Posted January 08, 2009 by David Hale (view all posts) in Technology News
By Chris Mellor
8th January 2009 16:50 GMT

SanDisk has unveiled faster notebook flash SSDs using its ExtremeFFS technology and with a new controller, a day after attacking the netbook market. This is what SanDisk hope will start making inroads into notebook hard drive displacement. The SATA 7000 family consists of C25-G3 (third generation 2.5-inch form factor) and C18-G3 (third generation 1.8-inch form factor) drives with 60, 120 or 240GB capacities.
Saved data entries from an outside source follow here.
//! Engine configuration.
//!
//! [`EngineConfig`] is the single entry point for tuning the retry/iteration
//! bounds the specification calls out explicitly (100 sync iterations, 50
//! mutation-preamble iterations) plus the handful of endpoint/feature toggles
//! a deployment needs to set once at startup. Values can be built
//! programmatically or, with the `config-file` feature, loaded from TOML.

use serde::{Deserialize, Serialize};

use crate::model::Account;

/// Top-level configuration for an [`crate::calendar::CalendarEngine`].
#[derive(Debug, Clone, Serialize, Deserialize)]
pub struct EngineConfig {
    /// Base EAS endpoint, e.g. `https://mail.example.com/Microsoft-Server-ActiveSync`.
    pub eas_endpoint: String,
    /// Base EWS endpoint, e.g. `https://mail.example.com/EWS/Exchange.asmx`.
    /// Required only when `ews_enabled` is set and the sync engine falls
    /// back from EAS.
    pub ews_endpoint: Option<String>,
    /// Account identity and credentials.
    pub account: Account,
    /// Upper bound on `Sync` round-trips performed while draining a
    /// `MoreAvailable` response for a single collection before surfacing
    /// [`crate::error::ErrorKind::Logic`] to the caller.
    pub max_sync_iterations: u32,
    /// Upper bound on the provisioning-then-retry loop performed before a
    /// mutating command (`Sync` Add/Change/Delete) when the server answers
    /// with Status 142/144 ("policy required"/"policy refresh needed").
    pub max_provision_retries: u32,
    /// Whether EWS SOAP fallback is permitted at all for this engine
    /// instance; see `SPEC_FULL.md` §4.5 for the conditions that trigger
    /// fallback even when this is `true`.
    pub ews_enabled: bool,
    /// Per-request timeout handed to the [`crate::transport::Transport`]
    /// implementer; enforcement is the transport's responsibility, this is
    /// advisory configuration only.
    pub request_timeout_secs: u64,
}

impl EngineConfig {
    /// The specification's mandated ceiling on `Sync` drain iterations.
    pub const DEFAULT_MAX_SYNC_ITERATIONS: u32 = 100;
    /// The specification's mandated ceiling on provisioning-retry iterations.
    pub const DEFAULT_MAX_PROVISION_RETRIES: u32 = 50;

    /// Builds a config with the specification's default bounds and EWS
    /// fallback enabled.
    #[must_use]
    pub fn new(eas_endpoint: impl Into<String>, account: Account) -> Self {
        Self {
            eas_endpoint: eas_endpoint.into(),
            ews_endpoint: None,
            account,
            max_sync_iterations: Self::DEFAULT_MAX_SYNC_ITERATIONS,
            max_provision_retries: Self::DEFAULT_MAX_PROVISION_RETRIES,
            ews_enabled: true,
            request_timeout_secs: 30,
        }
    }

    /// Sets the EWS endpoint and leaves `ews_enabled` untouched.
    #[must_use]
    pub fn with_ews_endpoint(mut self, endpoint: impl Into<String>) -> Self {
        self.ews_endpoint = Some(endpoint.into());
        self
    }

    /// Disables EWS fallback regardless of endpoint configuration.
    #[must_use]
    pub fn without_ews(mut self) -> Self {
        self.ews_enabled = false;
        self
    }

    /// Loads configuration from a TOML file. Requires the `config-file` feature.
    ///
    /// # Errors
    ///
    /// Returns [`crate::error::ErrorKind::Logic`] if the file cannot be read
    /// or does not parse as a valid `EngineConfig`.
    #[cfg(feature = "config-file")]
    pub fn from_toml_file(path: impl AsRef<std::path::Path>) -> crate::error::Result<Self> {
        use crate::error::{Error, ErrorKind};

        let text = std::fs::read_to_string(path.as_ref()).map_err(|e| {
            Error::new(ErrorKind::Logic)
                .with_context(format!("reading config file {}: {e}", path.as_ref().display()))
        })?;
        toml::from_str(&text).map_err(|e| {
            Error::new(ErrorKind::Logic).with_context(format!("parsing config file: {e}"))
        })
    }
}

#[cfg(test)]
mod tests {
    use super::*;

    fn account() -> Account {
        Account {
            domain: "CONTOSO".into(),
            username: "alice".into(),
            password: "hunter2".into(),
            device_id: "abc123".into(),
            device_type: "measync".into(),
        }
    }

    #[test]
    fn defaults_match_specification_bounds() {
        let cfg = EngineConfig::new("https://mail.example.com/Microsoft-Server-ActiveSync", account());
        assert_eq!(cfg.max_sync_iterations, 100);
        assert_eq!(cfg.max_provision_retries, 50);
        assert!(cfg.ews_enabled);
        assert!(cfg.ews_endpoint.is_none());
    }

    #[test]
    fn without_ews_disables_fallback() {
        let cfg = EngineConfig::new("https://mail.example.com/Microsoft-Server-ActiveSync", account())
            .without_ews();
        assert!(!cfg.ews_enabled);
    }
}
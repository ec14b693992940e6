//! An in-memory [`Transport`] double for deterministic engine tests.
//!
//! Scripted with a queue of canned [`TransportResponse`]s and records every
//! [`TransportRequest`] it receives so tests can assert on headers (the
//! NTLM handshake, `X-MS-PolicyKey`) and bodies (the WBXML the engine
//! actually sent) without a network.

use std::sync::Mutex;

use async_trait::async_trait;

use super::{Transport, TransportError, TransportRequest, TransportResponse};

/// A request captured by [`MockTransport`], paired with the order it was received in.
#[derive(Debug, Clone)]
pub struct RecordedRequest {
    /// The request as sent.
    pub request: TransportRequest,
}

/// An in-memory [`Transport`] that replays a scripted sequence of
/// responses and records every request it was asked to send.
///
/// Available unconditionally so downstream consumers can write their own
/// integration tests against this crate's public `Transport` trait;
/// gated behind the `test-internals` feature only insofar as that feature
/// also pulls in `tracing-subscriber` for test log setup elsewhere.
pub struct MockTransport {
    responses: Mutex<Vec<Result<TransportResponse, String>>>,
    recorded: Mutex<Vec<RecordedRequest>>,
}

impl MockTransport {
    /// Creates an empty mock transport; calling [`Transport::send`] before
    /// [`Self::push_response`] will return a transport error.
    #[must_use]
    pub fn new() -> Self {
        Self {
            responses: Mutex::new(Vec::new()),
            recorded: Mutex::new(Vec::new()),
        }
    }

    /// Queues a response to be returned by the next [`Transport::send`] call.
    pub fn push_response(&self, response: TransportResponse) {
        self.responses.lock().unwrap().push(Ok(response));
    }

    /// Queues a transport-level failure (connection reset, timeout, etc.)
    /// to be returned by the next [`Transport::send`] call.
    pub fn push_error(&self, message: impl Into<String>) {
        self.responses.lock().unwrap().push(Err(message.into()));
    }

    /// Returns every request recorded so far, oldest first.
    #[must_use]
    pub fn requests(&self) -> Vec<RecordedRequest> {
        self.recorded.lock().unwrap().clone()
    }

    /// Returns the number of requests recorded so far.
    #[must_use]
    pub fn request_count(&self) -> usize {
        self.recorded.lock().unwrap().len()
    }
}

impl Default for MockTransport {
    fn default() -> Self {
        Self::new()
    }
}

#[async_trait]
impl Transport for MockTransport {
    async fn send(&self, request: TransportRequest) -> Result<TransportResponse, TransportError> {
        self.recorded.lock().unwrap().push(RecordedRequest {
            request: request.clone(),
        });

        let mut queue = self.responses.lock().unwrap();
        if queue.is_empty() {
            return Err(TransportError::new(format!(
                "MockTransport exhausted: no scripted response for request to {}",
                request.url
            )));
        }
        match queue.remove(0) {
            Ok(response) => Ok(response),
            Err(message) => Err(TransportError::new(message)),
        }
    }
}

#[cfg(test)]
mod tests {
    use std::collections::HashMap;

    use super::*;

    fn req(url: &str) -> TransportRequest {
        TransportRequest {
            url: url.to_string(),
            headers: HashMap::new(),
            body: Vec::new(),
        }
    }

    #[tokio::test]
    async fn replays_scripted_responses_in_order() {
        let mock = MockTransport::new();
        mock.push_response(TransportResponse {
            status: 200,
            headers: HashMap::new(),
            body: vec![1],
        });
        mock.push_response(TransportResponse {
            status: 401,
            headers: HashMap::new(),
            body: vec![2],
        });

        let first = mock.send(req("https://example.com/a")).await.unwrap();
        assert_eq!(first.status, 200);
        let second = mock.send(req("https://example.com/b")).await.unwrap();
        assert_eq!(second.status, 401);

        assert_eq!(mock.request_count(), 2);
    }

    #[tokio::test]
    async fn exhausted_queue_errors() {
        let mock = MockTransport::new();
        assert!(mock.send(req("https://example.com/a")).await.is_err());
    }

    #[tokio::test]
    async fn push_error_surfaces_as_transport_error() {
        let mock = MockTransport::new();
        mock.push_error("connection reset");
        assert!(mock.send(req("https://example.com/a")).await.is_err());
    }
}
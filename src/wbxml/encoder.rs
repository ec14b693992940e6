//! Binary WBXML encoder: a [`WbxmlEvent`] stream in, bytes out.
//!
//! The encoder is the dual of [`super::decoder::decode`]: it tracks the
//! currently active code page and emits a `SWITCH_PAGE` token only when an
//! event names a tag on a different page than the previous one, so callers
//! that stay within one page (the overwhelming majority of MS-ASCMD
//! documents) never pay for a redundant switch.

use std::fmt;

use super::codepages::CodePage;
use super::event::WbxmlEvent;

const TOKEN_SWITCH_PAGE: u8 = 0x00;
const TOKEN_END: u8 = 0x01;
const TOKEN_STR_I: u8 = 0x03;
const TOKEN_OPAQUE: u8 = 0xC3;
const FLAG_HAS_CONTENT: u8 = 0x40;

/// An error produced while encoding a [`WbxmlEvent`] stream.
#[derive(Debug)]
pub struct EncodeError {
    message: String,
}

impl EncodeError {
    fn new(message: impl Into<String>) -> Self {
        Self {
            message: message.into(),
        }
    }
}

impl fmt::Display for EncodeError {
    fn fmt(&self, f: &mut fmt::Formatter<'_>) -> fmt::Result {
        write!(f, "WBXML encode error: {}", self.message)
    }
}

impl std::error::Error for EncodeError {}

/// Encodes an event stream into a complete WBXML document, prefixed with
/// the fixed `03 01 6A 00` header (version 1.3, public id 1 "unknown or
/// absent", charset 106 UTF-8, zero-length string table) used by every
/// MS-ASCMD request and response.
///
/// # Errors
///
/// Returns [`EncodeError`] if a [`WbxmlEvent::Start`] names a tag absent
/// from its page's table, or if the stream is unbalanced (an `End` with no
/// matching open element).
pub fn encode(events: &[WbxmlEvent]) -> Result<Vec<u8>, EncodeError> {
    let mut out = vec![0x03, 0x01, 0x6A, 0x00];
    let mut page = CodePage::AirSync;
    // Tracks, per currently-open element, whether it was written with the
    // has-content flag and therefore owes a matching TOKEN_END.
    let mut open_content_bearing: Vec<bool> = Vec::new();
    let mut i = 0;

    while i < events.len() {
        match &events[i] {
            WbxmlEvent::Start { page: tag_page, name, has_attrs } => {
                if *has_attrs {
                    return Err(EncodeError::new("WBXML attributes are not supported"));
                }
                if *tag_page != page {
                    out.push(TOKEN_SWITCH_PAGE);
                    out.push(tag_page.index());
                    page = *tag_page;
                }
                let code = page
                    .tag_code(name)
                    .ok_or_else(|| EncodeError::new(format!("unknown tag '{name}' on page {page:?}")))?;

                let is_immediately_closed = matches!(events.get(i + 1), Some(WbxmlEvent::End));
                if is_immediately_closed {
                    out.push(code);
                    open_content_bearing.push(false);
                } else {
                    out.push(code | FLAG_HAS_CONTENT);
                    open_content_bearing.push(true);
                }
            }
            WbxmlEvent::End => {
                let content_bearing = open_content_bearing
                    .pop()
                    .ok_or_else(|| EncodeError::new("unbalanced End with no open element"))?;
                if content_bearing {
                    out.push(TOKEN_END);
                }
            }
            WbxmlEvent::Text(s) => {
                out.push(TOKEN_STR_I);
                out.extend_from_slice(s.as_bytes());
                out.push(0);
            }
            WbxmlEvent::Opaque(data) => {
                out.push(TOKEN_OPAQUE);
                write_mb_uint(&mut out, data.len() as u32);
                out.extend_from_slice(data);
            }
        }
        i += 1;
    }

    if !open_content_bearing.is_empty() {
        return Err(EncodeError::new("unbalanced event stream: unclosed elements remain"));
    }

    Ok(out)
}

fn write_mb_uint(out: &mut Vec<u8>, mut value: u32) {
    let mut bytes = Vec::new();
    bytes.push((value & 0x7F) as u8);
    value >>= 7;
    while value > 0 {
        bytes.push(((value & 0x7F) as u8) | 0x80);
        value >>= 7;
    }
    bytes.reverse();
    out.extend_from_slice(&bytes);
}
impl<T: Transport> EwsClient<T> {
    /// Wraps `inner` as an EWS client targeting `endpoint`.
    #[must_use]
    pub fn new(inner: T, endpoint: impl Into<String>, account: Account) -> Self {
        Self {
            inner,
            endpoint: endpoint.into(),
            account,
        }
    }

    /// Creates `event` via `CreateItem` and returns its [`EwsItemId`].
    ///
    /// If the response omits the `ItemId` (seen against some pre-2010
    /// servers under partial failure), a synthetic pending id is returned
    /// instead of failing outright, so the caller has a stable local
    /// handle until the next `FindItem`/`Sync` reconciles it.
    ///
    /// # Errors
    ///
    /// Returns [`ErrorKind::Transport`]/[`ErrorKind::Auth`] from the
    /// transport and [`ErrorKind::ProtocolStatus`] if `ResponseClass` is
    /// not `Success` or `ResponseCode` is not `NoError`.
    pub async fn create_item(&self, version: ServerVersion, event: &CalendarEvent, now_epoch_ms: u64) -> Result<EwsItemId> {
        let send_invitations = if event.attendees.is_empty() {
            "SendToNone"
        } else {
            "SendToAllAndSaveCopy"
        };
        let body = format!(
            r#"<?xml version="1.0" encoding="utf-8"?>
<soap:Envelope xmlns:soap="{SOAP_NS}" xmlns:t="{TYPES_NS}" xmlns:m="{MESSAGES_NS}">
  <soap:Header><t:RequestServerVersion Version="{}"/></soap:Header>
  <soap:Body>
    <m:CreateItem SendMeetingInvitations="{send_invitations}">
      <m:SavedItemFolderId><t:DistinguishedFolderId Id="calendar"/></m:SavedItemFolderId>
      <m:Items>
        <t:CalendarItem>
          <t:Subject>{}</t:Subject>
          <t:Body BodyType="Text">{}</t:Body>
          <t:Start>{}</t:Start>
          <t:End>{}</t:End>
          <t:LegacyFreeBusyStatus>{}</t:LegacyFreeBusyStatus>
          <t:Location>{}</t:Location>
        </t:CalendarItem>
      </m:Items>
    </m:CreateItem>
  </soap:Body>
</soap:Envelope>"#,
            request_server_version(version),
            xml_escape(&event.subject),
            xml_escape(event.body.as_deref().unwrap_or("")),
            format_ews_datetime(event.start),
            format_ews_datetime(event.end),
            legacy_free_busy_status(event.busy_status),
            xml_escape(event.location.as_deref().unwrap_or("")),
        );

        let response = self.post_soap("CreateItem", body.into_bytes()).await?;
        let (response_class, response_code) = extract_response_status(&response)?;
        if response_class != "Success" || response_code != "NoError" {
            return Err(Error::new(ErrorKind::ProtocolStatus).with_context(format!(
                "CreateItem ResponseClass={response_class} ResponseCode={response_code}"
            )));
        }

        Ok(extract_item_id(&response).unwrap_or_else(|| EwsItemId {
            id: format!("pending_sync_{now_epoch_ms}"),
            change_key: String::new(),
        }))
    }

    /// Resolves an item by subject via `FindItem`, returning its full
    /// [`EwsItemId`] (id + change key) for use with `update_item`/`delete_item`.
    ///
    /// # Errors
    ///
    /// Returns [`ErrorKind::Transport`]/[`ErrorKind::Auth`] from the
    /// transport, and [`ErrorKind::Logic`] if no item matches `subject`.
    pub async fn find_item_by_subject(&self, subject: &str) -> Result<EwsItemId> {
        let body = format!(
            r#"<?xml version="1.0" encoding="utf-8"?>
<soap:Envelope xmlns:soap="{SOAP_NS}" xmlns:t="{TYPES_NS}" xmlns:m="{MESSAGES_NS}">
  <soap:Body>
    <m:FindItem Traversal="Shallow">
      <m:ItemShape><t:BaseShape>IdOnly</t:BaseShape></m:ItemShape>
      <m:Restriction>
        <t:IsEqualTo>
          <t:FieldURI FieldURI="item:Subject"/>
          <t:FieldURIOrConstant><t:Constant Value="{}"/></t:FieldURIOrConstant>
        </t:IsEqualTo>
      </m:Restriction>
      <m:ParentFolderIds><t:DistinguishedFolderId Id="calendar"/></m:ParentFolderIds>
    </m:FindItem>
  </soap:Body>
</soap:Envelope>"#,
            xml_escape(subject),
        );

        let response = self.post_soap("FindItem", body.into_bytes()).await?;
        extract_item_id(&response)
            .ok_or_else(|| Error::new(ErrorKind::Logic).with_context(format!("no item found matching subject '{subject}'")))
    }

    /// Updates the item identified by `item_id` via `UpdateItem`, setting
    /// the Subject/Start/End/Location fields. This crate deliberately does
    /// not offer a Delete+Create fallback for update (see `DESIGN.md`);
    /// `UpdateItem` is the only path.
    ///
    /// # Errors
    ///
    /// Returns [`ErrorKind::Transport`]/[`ErrorKind::Auth`] from the
    /// transport and [`ErrorKind::ProtocolStatus`] on a non-success response.
    pub async fn update_item(&self, item_id: &EwsItemId, event: &CalendarEvent) -> Result<()> {
        let body = format!(
            r#"<?xml version="1.0" encoding="utf-8"?>
<soap:Envelope xmlns:soap="{SOAP_NS}" xmlns:t="{TYPES_NS}" xmlns:m="{MESSAGES_NS}">
  <soap:Body>
    <m:UpdateItem ConflictResolution="AlwaysOverwrite" SendMeetingInvitationsOrCancellations="SendToNone">
      <m:ItemChanges>
        <t:ItemChange>
          <t:ItemId Id="{}" ChangeKey="{}"/>
          <t:Updates>
            <t:SetItemField><t:FieldURI FieldURI="item:Subject"/><t:CalendarItem><t:Subject>{}</t:Subject></t:CalendarItem></t:SetItemField>
            <t:SetItemField><t:FieldURI FieldURI="calendar:Start"/><t:CalendarItem><t:Start>{}</t:Start></t:CalendarItem></t:SetItemField>
            <t:SetItemField><t:FieldURI FieldURI="calendar:End"/><t:CalendarItem><t:End>{}</t:End></t:CalendarItem></t:SetItemField>
            <t:SetItemField><t:FieldURI FieldURI="calendar:Location"/><t:CalendarItem><t:Location>{}</t:Location></t:CalendarItem></t:SetItemField>
          </t:Updates>
        </t:ItemChange>
      </m:ItemChanges>
    </m:UpdateItem>
  </soap:Body>
</soap:Envelope>"#,
            xml_escape(&item_id.id),
            xml_escape(&item_id.change_key),
            xml_escape(&event.subject),
            format_ews_datetime(event.start),
            format_ews_datetime(event.end),
            xml_escape(event.location.as_deref().unwrap_or("")),
        );

        let response = self.post_soap("UpdateItem", body.into_bytes()).await?;
        let (response_class, response_code) = extract_response_status(&response)?;
        if response_class != "Success" || response_code != "NoError" {
            return Err(Error::new(ErrorKind::ProtocolStatus).with_context(format!(
                "UpdateItem ResponseClass={response_class} ResponseCode={response_code}"
            )));
        }
        Ok(())
    }

    /// Deletes the item identified by `item_id` via `DeleteItem`.
    ///
    /// # Errors
    ///
    /// Returns [`ErrorKind::Transport`]/[`ErrorKind::Auth`] from the
    /// transport and [`ErrorKind::ProtocolStatus`] on a non-success response.
    pub async fn delete_item(&self, item_id: &EwsItemId) -> Result<()> {
        let body = format!(
            r#"<?xml version="1.0" encoding="utf-8"?>
<soap:Envelope xmlns:soap="{SOAP_NS}" xmlns:t="{TYPES_NS}" xmlns:m="{MESSAGES_NS}">
  <soap:Body>
    <m:DeleteItem DeleteType="MoveToDeletedItems">
      <m:ItemIds><t:ItemId Id="{}" ChangeKey="{}"/></m:ItemIds>
    </m:DeleteItem>
  </soap:Body>
</soap:Envelope>"#,
            xml_escape(&item_id.id),
            xml_escape(&item_id.change_key),
        );

        let response = self.post_soap("DeleteItem", body.into_bytes()).await?;
        let (_, response_code) = extract_response_status(&response)?;
        if response_code != "NoError" {
            return Err(Error::new(ErrorKind::ProtocolStatus).with_context(format!("DeleteItem ResponseCode={response_code}")));
        }
        Ok(())
    }

    async fn post_soap(&self, operation: &str, body: Vec<u8>) -> Result<Vec<u8>> {
        let mut headers = HashMap::new();
        headers.insert("Content-Type".to_string(), "text/xml; charset=utf-8".to_string());
        headers.insert(
            "SOAPAction".to_string(),
            format!("\"{MESSAGES_NS}/{operation}\""),
        );

        let request = TransportRequest {
            url: self.endpoint.clone(),
            headers: headers.clone(),
            body: body.clone(),
        };
        let response = self.inner.send(request).await?;

        if response.status != 401 {
            return Ok(response.body);
        }

        let authenticator = Authenticator::new(&self.account);
        let mut leg1_headers = headers.clone();
        leg1_headers.insert("Authorization".to_string(), authenticator.negotiate_header());
        let leg1 = self
            .inner
            .send(TransportRequest {
                url: self.endpoint.clone(),
                headers: leg1_headers,
                body: Vec::new(),
            })
            .await?;

        let challenge = leg1
            .header("WWW-Authenticate")
            .filter(|h| h.starts_with("NTLM "))
            .ok_or_else(|| Error::new(ErrorKind::Auth).with_context("EWS NTLM leg 1 returned no Type 2 challenge"))?
            .to_string();
        let auth_header = authenticator.authenticate_header(&challenge)?;

        let mut leg2_headers = headers;
        leg2_headers.insert("Authorization".to_string(), auth_header);
        let leg2 = self
            .inner
            .send(TransportRequest {
                url: self.endpoint.clone(),
                headers: leg2_headers,
                body,
            })
            .await?;

        if leg2.status == 401 {
            return Err(Error::new(ErrorKind::Auth).with_context("EWS NTLM handshake rejected on second leg"));
        }
        Ok(leg2.body)
    }
}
They use the SATA II (3Gbit/s interface) and are designed as drop-in replacements for existing notebook hard disk drives HDDs). Rich Heye, SAnDisk's SVP and general manager for its SSD business unit, said: "Three key features developed by SanDisk enable this new design: a new SSD algorithm called ExtremeFFS allows random write performance to potentially improve by as much as 100 times over conventional algorithms; reliable 43nm multi-level cell (MLC) all bit-line (ABL) NAND flash; and SanDisk's new SSD controller, which ties together the NAND and the algorithm."

SanDisk doesn't say whether this is 2-bit or 3-bit MLC. We have been waiting for a mysterious SanDisk third flash ingredient and so, presumably, here it is, the new controller. SanDisk says these SSDs are more than five times faster than the fastest 7,200rpm HDDs and more than twice as fast as SSDs shipping in 2008, clocking in at 40,000 vRPM1 and having anticipated performance of 200MB/sec (sustained) reads and 140MB/sec (sustained) writes.

vRPM - SanDisk says the vRPM figure for the new drives is 40,000. It calculates vRPM with this formula: vRPM = 50 / ((0.5 / 4kB random read IOPS) + 0.5 / 4kB random write IOPS)). The vRPM figure is a means SanDisk uses to compare SSD and HDD performance. The previous SATA 5000 notebook SSDs used the SATA 1 (1.5Gbit/s) interface, the slower TrueFFS precursor to Extreme FFS, and performed at 67MB/sec sustained and random reads, 47MB/sec sustained writes and 7MB/sec random writes.